Charles Kankelborg and Dana Longcope
Charles Kankelborg and Dana Longcope each received the highest award the United States government gives to outstanding scientists and engineers beginning their careers. During a 2008 ceremony in Washington, D.C., Kankelborg received the Presidential Early Career Award for Scientists and Engineers. Longcope received his in 2000, three years after receiving a Faculty Early Career Development Grant from the National
Science Foundation and three years before receiving the first-ever Karen Harvey Award from the Solar Physics Division of the American Astronomical Society. The Harvey award honored Longcope--now considered one of the leading solar theorists in the world--for making significant contributions to the study of the sun early in his professional career.

Jiong Qiu
Jiong Qiu, an MSU physics professor who analyzes magnetic eruptions on the sun and brightness from the dark side of the moon as well as solar flares and magnetic regions, among other things, received her Harvey award in 2007.
Loren Acton
Loren Acton received the Hale Prize from the Solar Physics Division of the American Astronomical Society in 2000 for his outstanding contribution to the field of solar astronomy.Acton also received MSU's top alumni honor in 2002--the Blue and Gold award--for his service to the scientific community and the nation.

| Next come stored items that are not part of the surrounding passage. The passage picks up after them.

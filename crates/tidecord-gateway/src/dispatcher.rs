use std::time::Duration;

use tidecord_models::gateway::{
    GatewayMessage, Hello, GATEWAY_VERSION, OP_DISPATCH, OP_HEARTBEAT, OP_HEARTBEAT_ACK,
    OP_HELLO, OP_INVALID_SESSION, OP_RECONNECT,
};
use tidecord_ws::{CloseAction, ConnectionError, ConnectionHandle, Protocol};

use crate::{Client, Event};

// Gateway close codes
pub const CLOSE_AUTHENTICATION_FAILED: u16 = 4004;
pub const CLOSE_INVALID_SEQ: u16 = 4007;
pub const CLOSE_SESSION_TIMED_OUT: u16 = 4009;
pub const CLOSE_INVALID_SHARD: u16 = 4010;
pub const CLOSE_SHARDING_REQUIRED: u16 = 4011;
pub const CLOSE_INVALID_API_VERSION: u16 = 4012;
pub const CLOSE_INVALID_INTENTS: u16 = 4013;
pub const CLOSE_DISALLOWED_INTENTS: u16 = 4014;

/// Append the version and encoding query to a bare gateway URL such as the
/// `resume_gateway_url` handed out by `READY`.
pub fn with_gateway_query(url: &str) -> String {
    if url.contains('?') {
        url.to_string()
    } else {
        format!(
            "{}/?v={GATEWAY_VERSION}&encoding=json",
            url.trim_end_matches('/')
        )
    }
}

/// The main gateway strategy: identify-or-resume handshake, opcode handling,
/// cache maintenance and event fan-out.
pub(crate) struct GatewayProtocol {
    client: Client,
}

impl GatewayProtocol {
    pub(crate) fn new(client: Client) -> Self {
        Self { client }
    }

    fn handle_dispatch(&self, frame: GatewayMessage, conn: &ConnectionHandle) -> Result<(), ConnectionError> {
        let Some(name) = frame.t else {
            tracing::warn!(name = %conn.name(), "dispatch without an event name");
            return Ok(());
        };
        let event = Event::from_dispatch(&name, frame.d.unwrap_or_default())?;
        self.apply(&event, conn);
        self.client.handler().on_event(&self.client, event);
        Ok(())
    }

    /// Bring session and cache up to date with one event.
    fn apply(&self, event: &Event, conn: &ConnectionHandle) {
        let client = &self.client;
        let cache = client.cache();
        match event {
            Event::Ready(ready) => {
                client.session().set_ready(
                    ready.session_id.clone(),
                    ready.resume_gateway_url.clone(),
                    ready.user.clone(),
                );
                cache.set_current_user(ready.user.clone());
                for guild in &ready.guilds {
                    if cache.guild(guild.id).is_none() {
                        cache.mark_unavailable(guild.id);
                    }
                }
                conn.state().ready_to_run.set();
                tracing::info!(
                    name = %conn.name(),
                    user = %ready.user.username,
                    guilds = ready.guilds.len(),
                    "gateway ready"
                );
            }
            Event::Resumed => {
                conn.state().ready_to_run.set();
                tracing::info!(name = %conn.name(), seq = ?client.session().sequence(), "gateway session resumed");
            }
            Event::GuildCreate(guild) | Event::GuildUpdate(guild) => {
                cache.upsert_guild(guild.as_ref().clone());
            }
            Event::GuildDelete(deleted) => {
                if deleted.unavailable {
                    tracing::warn!(guild_id = %deleted.id, "guild became unavailable");
                    cache.mark_unavailable(deleted.id);
                } else {
                    cache.remove_guild(deleted.id);
                    client.voice_link().forget(deleted.id);
                    client.voice_registry().remove(deleted.id);
                }
            }
            Event::GuildMemberAdd(member) | Event::GuildMemberUpdate(member) => {
                if let Some(guild_id) = member.guild_id {
                    cache.upsert_member(guild_id, member.as_ref().clone());
                }
            }
            Event::GuildMemberRemove(removed) => {
                cache.remove_member(removed.guild_id, removed.user.id);
            }
            Event::GuildMembersChunk(chunk) => {
                for member in &chunk.members {
                    cache.upsert_member(chunk.guild_id, member.clone());
                }
                tracing::debug!(
                    guild_id = %chunk.guild_id,
                    chunk = chunk.chunk_index + 1,
                    of = chunk.chunk_count,
                    "member chunk cached"
                );
            }
            Event::GuildRoleCreate(role) | Event::GuildRoleUpdate(role) => {
                cache.upsert_role(role.guild_id, role.role.clone());
            }
            Event::GuildRoleDelete(deleted) => cache.remove_role(deleted.guild_id, deleted.role_id),
            Event::ChannelCreate(channel) | Event::ChannelUpdate(channel) => {
                cache.upsert_channel(channel.as_ref().clone());
            }
            Event::ChannelDelete(channel) => {
                cache.remove_channel(channel.id);
            }
            Event::MessageCreate(message) => {
                cache.upsert_user(message.author.clone());
            }
            Event::VoiceStateUpdate(state) => {
                cache.update_voice_state(state.as_ref().clone());
                self.own_voice_state(state);
            }
            Event::VoiceServerUpdate(update) => self.voice_server(update),
            Event::MessageUpdate(_) | Event::MessageDelete(_) | Event::Unknown { .. } => {}
        }
    }

    fn own_voice_state(&self, state: &tidecord_models::voice::VoiceState) {
        let client = &self.client;
        let (Some(me), Some(guild_id)) = (client.session().user(), state.guild_id) else {
            return;
        };
        if state.user_id != me.id {
            return;
        }
        if state.channel_id.is_none() {
            tracing::info!(%guild_id, "left voice");
            client.voice_link().forget(guild_id);
            client.voice_registry().remove(guild_id);
            return;
        }
        if let Some(info) = client
            .voice_link()
            .state_update(guild_id, me.id, state.session_id.clone())
        {
            client.connect_voice(info);
        }
    }

    fn voice_server(&self, update: &tidecord_models::voice::VoiceServerUpdate) {
        let client = &self.client;
        let Some(endpoint) = update.endpoint.clone() else {
            tracing::info!(guild_id = %update.guild_id, "voice server is being reallocated");
            return;
        };
        let Some(me) = client.session().user() else {
            tracing::warn!(guild_id = %update.guild_id, "voice server update before ready");
            return;
        };
        if let Some(info) =
            client
                .voice_link()
                .server_update(update.guild_id, me.id, update.token.clone(), endpoint)
        {
            client.connect_voice(info);
        }
    }
}

impl Protocol for GatewayProtocol {
    type Frame = GatewayMessage;

    fn name(&self) -> &str {
        "gateway"
    }

    fn url(&self) -> String {
        let session = self.client.session();
        match session.resume_url() {
            Some(url) if session.can_resume() => with_gateway_query(&url),
            _ => self.client.config().gateway_url.clone(),
        }
    }

    async fn handshake(&self, conn: ConnectionHandle) -> Result<(), ConnectionError> {
        // The server speaks first: identify only after hello.
        conn.state().heartbeat_ready.wait().await;
        let session = self.client.session();
        let message = session.handshake_message()?;
        if session.can_resume() {
            tracing::info!(name = %conn.name(), session_id = ?session.session_id(), seq = ?session.sequence(), "resuming session");
        } else {
            tracing::info!(name = %conn.name(), intents = session.intents().bits(), "identifying");
        }
        conn.send_json(&message)?;
        conn.state().ready_to_run.wait().await;
        Ok(())
    }

    async fn dispatch(&self, frame: GatewayMessage, conn: &ConnectionHandle) -> Result<(), ConnectionError> {
        if let Some(seq) = frame.s {
            self.client.session().record_sequence(seq);
        }
        tracing::debug!(name = %conn.name(), op = frame.op, seq = ?frame.s, event = ?frame.t, "gateway frame");

        match frame.op {
            OP_DISPATCH => self.handle_dispatch(frame, conn)?,
            OP_HELLO => {
                let hello: Hello = frame.payload()?;
                conn.state()
                    .start_heartbeat(Duration::from_millis(hello.heartbeat_interval.max(1)));
            }
            OP_HEARTBEAT_ACK => conn.state().heartbeat_ack.set(),
            OP_HEARTBEAT => {
                // Server asked for an immediate heartbeat.
                conn.send_json(&self.client.session().heartbeat_message()?)?;
            }
            OP_RECONNECT => {
                tracing::info!(name = %conn.name(), "server requested reconnect");
                conn.reconnect();
            }
            OP_INVALID_SESSION => {
                let resumable = frame.payload::<Option<bool>>()?.unwrap_or(false);
                if !resumable {
                    self.client.session().invalidate();
                }
                tracing::warn!(name = %conn.name(), resumable, "session invalidated");
                conn.reconnect();
            }
            other => {
                tracing::debug!(name = %conn.name(), op = other, "unhandled gateway opcode");
            }
        }
        Ok(())
    }

    fn heartbeat_payload(&self) -> Result<serde_json::Value, ConnectionError> {
        Ok(serde_json::to_value(self.client.session().heartbeat_message()?)?)
    }

    fn on_close(&self, code: u16) -> CloseAction {
        match code {
            CLOSE_AUTHENTICATION_FAILED
            | CLOSE_INVALID_SHARD
            | CLOSE_SHARDING_REQUIRED
            | CLOSE_INVALID_API_VERSION
            | CLOSE_INVALID_INTENTS
            | CLOSE_DISALLOWED_INTENTS => {
                tracing::error!(code, "gateway closed with a fatal code, not reconnecting");
                CloseAction::Stop
            }
            CLOSE_INVALID_SEQ | CLOSE_SESSION_TIMED_OUT => {
                tracing::warn!(code, "gateway session cannot be resumed");
                self.client.session().invalidate();
                CloseAction::Reconnect
            }
            _ => CloseAction::Reconnect,
        }
    }
}

#[cfg(test)]
mod tests {
    use super::*;

    #[test]
    fn resume_url_gets_query() {
        assert_eq!(
            with_gateway_query("wss://gateway-us-east1-b.example.gg"),
            "wss://gateway-us-east1-b.example.gg/?v=10&encoding=json"
        );
        assert_eq!(
            with_gateway_query("wss://gateway.example.gg/?v=10&encoding=json"),
            "wss://gateway.example.gg/?v=10&encoding=json"
        );
    }
}
use serde::{Deserialize, Serialize};

use crate::Snowflake;

#[derive(Debug, Clone, PartialEq, Eq, Serialize, Deserialize)]
pub struct Role {
    pub id: Snowflake,
    pub name: String,
    #[serde(default)]
    pub color: u32,
    #[serde(default)]
    pub position: i32,
    /// Permission bits, sent as a decimal string.
    #[serde(default)]
    pub permissions: String,
    #[serde(default)]
    pub hoist: bool,
    #[serde(default)]
    pub mentionable: bool,
}
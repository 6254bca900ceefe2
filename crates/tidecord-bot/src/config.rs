use std::fs;
use std::path::Path;
use std::time::Duration;

use anyhow::{bail, Context, Result};
use serde::{Deserialize, Serialize};
use tidecord_gateway::http::{RestConfig, DEFAULT_API_URL, DEFAULT_USER_AGENT};
use tidecord_gateway::models::gateway::{Activity, PresenceUpdate, DEFAULT_GATEWAY_URL};
use tidecord_gateway::models::intents::Intents;
use tidecord_gateway::ClientConfig;

#[derive(Debug, Default, Deserialize, Serialize)]
pub struct Config {
    #[serde(default)]
    pub bot: BotConfig,
    #[serde(default)]
    pub gateway: GatewayConfig,
    #[serde(default)]
    pub http: HttpConfig,
    #[serde(default)]
    pub voice: VoiceConfig,
}

#[derive(Debug, Deserialize, Serialize)]
pub struct BotConfig {
    #[serde(default)]
    pub token: Option<String>,
    /// Command prefix, e.g. `?` for `?ping`.
    #[serde(default = "default_prefix")]
    pub prefix: String,
}

impl Default for BotConfig {
    fn default() -> Self {
        Self {
            token: None,
            prefix: default_prefix(),
        }
    }
}

#[derive(Debug, Deserialize, Serialize)]
pub struct GatewayConfig {
    #[serde(default = "default_gateway_url")]
    pub url: String,
    /// Raw intents bitmask. Unknown bits are dropped.
    #[serde(default = "default_intents")]
    pub intents: u64,
    /// "Playing ..." activity shown once identified.
    #[serde(default)]
    pub activity: Option<String>,
}

impl Default for GatewayConfig {
    fn default() -> Self {
        Self {
            url: default_gateway_url(),
            intents: default_intents(),
            activity: None,
        }
    }
}

#[derive(Debug, Deserialize, Serialize)]
pub struct HttpConfig {
    #[serde(default = "default_api_url")]
    pub api_url: String,
    #[serde(default = "default_user_agent")]
    pub user_agent: String,
    #[serde(default = "default_timeout_secs")]
    pub timeout_secs: u64,
    #[serde(default = "default_max_retries")]
    pub max_retries: u32,
}

impl Default for HttpConfig {
    fn default() -> Self {
        Self {
            api_url: default_api_url(),
            user_agent: default_user_agent(),
            timeout_secs: default_timeout_secs(),
            max_retries: default_max_retries(),
        }
    }
}

#[derive(Debug, Deserialize, Serialize)]
pub struct VoiceConfig {
    /// ffmpeg executable used by `?play`.
    #[serde(default = "default_ffmpeg")]
    pub ffmpeg: String,
    /// How long `?join` waits for the voice handshake.
    #[serde(default = "default_join_timeout_secs")]
    pub join_timeout_secs: u64,
}

impl Default for VoiceConfig {
    fn default() -> Self {
        Self {
            ffmpeg: default_ffmpeg(),
            join_timeout_secs: default_join_timeout_secs(),
        }
    }
}

fn default_prefix() -> String {
    "?".into()
}

fn default_gateway_url() -> String {
    DEFAULT_GATEWAY_URL.into()
}

fn default_intents() -> u64 {
    (Intents::default() | Intents::MESSAGE_CONTENT).bits()
}

fn default_api_url() -> String {
    DEFAULT_API_URL.into()
}

fn default_user_agent() -> String {
    DEFAULT_USER_AGENT.into()
}

fn default_timeout_secs() -> u64 {
    30
}

fn default_max_retries() -> u32 {
    3
}

fn default_ffmpeg() -> String {
    "ffmpeg".into()
}

fn default_join_timeout_secs() -> u64 {
    10
}

impl Config {
    /// Read the TOML file at `path` (defaults when it does not exist), then
    /// apply `TIDECORD_*` environment overrides.
    pub fn load(path: &str) -> Result<Self> {
        let mut config = if Path::new(path).exists() {
            let content =
                fs::read_to_string(path).with_context(|| format!("reading config '{path}'"))?;
            toml::from_str(&content).with_context(|| format!("parsing config '{path}'"))?
        } else {
            tracing::info!("Config file not found at '{}', using defaults", path);
            Config::default()
        };
        config.apply_overrides(|key| std::env::var(key).ok());
        Ok(config)
    }

    pub fn apply_overrides(&mut self, var: impl Fn(&str) -> Option<String>) {
        if let Some(value) = var("TIDECORD_TOKEN") {
            self.bot.token = Some(value);
        }
        if let Some(value) = var("TIDECORD_INTENTS") {
            match value.trim().parse::<u64>() {
                Ok(bits) => self.gateway.intents = bits,
                Err(_) => tracing::warn!(
                    "Ignoring invalid TIDECORD_INTENTS value '{}'; expected an integer bitmask",
                    value
                ),
            }
        }
        if let Some(value) = var("TIDECORD_USER_AGENT") {
            self.http.user_agent = value;
        }
        if let Some(value) = var("TIDECORD_GATEWAY_URL") {
            self.gateway.url = value;
        }
        if let Some(value) = var("TIDECORD_API_URL") {
            self.http.api_url = value;
        }
    }

    /// The configured token, trimmed. Startup cannot proceed without one.
    pub fn token(&self) -> Result<&str> {
        match self.bot.token.as_deref().map(str::trim) {
            Some(token) if !token.is_empty() => Ok(token),
            _ => bail!("no bot token configured; set [bot].token, TIDECORD_TOKEN or --token"),
        }
    }

    pub fn client_config(&self) -> ClientConfig {
        let presence = self.gateway.activity.as_ref().map(|name| PresenceUpdate {
            activities: vec![Activity {
                name: name.clone(),
                kind: 0,
            }],
            ..PresenceUpdate::online()
        });
        ClientConfig {
            gateway_url: self.gateway.url.clone(),
            intents: Intents::from_bits_truncate(self.gateway.intents),
            presence,
            rest: RestConfig {
                base_url: self.http.api_url.clone(),
                user_agent: self.http.user_agent.clone(),
                timeout: Duration::from_secs(self.http.timeout_secs),
                max_retries: self.http.max_retries,
            },
            ..ClientConfig::default()
        }
    }

    pub fn join_timeout(&self) -> Duration {
        Duration::from_secs(self.voice.join_timeout_secs)
    }
}

#[cfg(test)]
mod tests {
    use std::collections::HashMap;

    use super::*;

    #[test]
    fn empty_file_uses_defaults() {
        let config: Config = toml::from_str("").unwrap();
        assert_eq!(config.bot.prefix, "?");
        assert_eq!(config.gateway.url, DEFAULT_GATEWAY_URL);
        assert_eq!(config.http.api_url, DEFAULT_API_URL);
        assert_eq!(config.voice.ffmpeg, "ffmpeg");
        assert!(Intents::from_bits_truncate(config.gateway.intents).contains(Intents::MESSAGE_CONTENT));
    }

    #[test]
    fn partial_sections_keep_defaults() {
        let config: Config = toml::from_str(
            r#"
            [bot]
            token = "abc"

            [http]
            max_retries = 7
            "#,
        )
        .unwrap();
        assert_eq!(config.token().unwrap(), "abc");
        assert_eq!(config.bot.prefix, "?");
        assert_eq!(config.http.max_retries, 7);
        assert_eq!(config.http.timeout_secs, 30);
    }

    #[test]
    fn missing_or_blank_token_is_an_error() {
        let mut config = Config::default();
        assert!(config.token().is_err());
        config.bot.token = Some("   ".into());
        assert!(config.token().is_err());
    }

    #[test]
    fn environment_overrides_file_values() {
        let mut config: Config = toml::from_str(
            r#"
            [bot]
            token = "from-file"
            [gateway]
            intents = 1
            "#,
        )
        .unwrap();
        let env: HashMap<&str, &str> = [
            ("TIDECORD_TOKEN", "from-env"),
            ("TIDECORD_INTENTS", "513"),
            ("TIDECORD_USER_AGENT", "TestBot (https://example.com, 1.0)"),
            ("TIDECORD_GATEWAY_URL", "ws://127.0.0.1:9000"),
            ("TIDECORD_API_URL", "http://127.0.0.1:9001/api/v10/"),
        ]
        .into_iter()
        .collect();
        config.apply_overrides(|key| env.get(key).map(|v| v.to_string()));

        assert_eq!(config.token().unwrap(), "from-env");
        let client = config.client_config();
        assert_eq!(client.intents, Intents::GUILDS | Intents::GUILD_MESSAGES);
        assert_eq!(client.gateway_url, "ws://127.0.0.1:9000");
        assert_eq!(client.rest.base_url, "http://127.0.0.1:9001/api/v10/");
        assert_eq!(client.rest.user_agent, "TestBot (https://example.com, 1.0)");
    }

    #[test]
    fn invalid_intents_override_is_ignored() {
        let mut config = Config::default();
        let before = config.gateway.intents;
        config.apply_overrides(|key| (key == "TIDECORD_INTENTS").then(|| "lots".to_string()));
        assert_eq!(config.gateway.intents, before);
    }

    #[test]
    fn activity_becomes_identify_presence() {
        let mut config = Config::default();
        assert!(config.client_config().presence.is_none());
        config.gateway.activity = Some("with sockets".into());
        let presence = config.client_config().presence.unwrap();
        assert_eq!(presence.status, "online");
        assert_eq!(presence.activities[0].name, "with sockets");
    }
}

MSU Solar Physics Web site
The MSU Solar Physics Web site at http://solar.physics.montana.edu is also a high-achiever. The site--second in number of hits for an MSU site after the MSU homepage--had more than 2.5 million hits in the first half of 2010. It's a feat that professor David McKenzie credits to four factors: The site offers dramatic images of the sun. It's home to a solar outreach program that provides classroom activities to school teachers. It houses a collection of scientific papers on findings in solar physics. It's a rare archive, storing 10 years of continuous solar data from the Yohkoh mission.
Jonathan Cirtain
Former MSU graduate student Jonathan Cirtain won a Graduate Student Research Fellowship to work at the Harvard Smithsonian Center for Astrophysics on the X-Ray Telescope being built for Hinode. Two years after he received his doctorate from MSU, he received the Young Scientist Award at a meeting of the International Association of Geomagnetism and Aeronomy/International Union of Geodesy and Geophysics in Italy. He is now at the Marshall Space Flight Center and the project scientist for Hinode.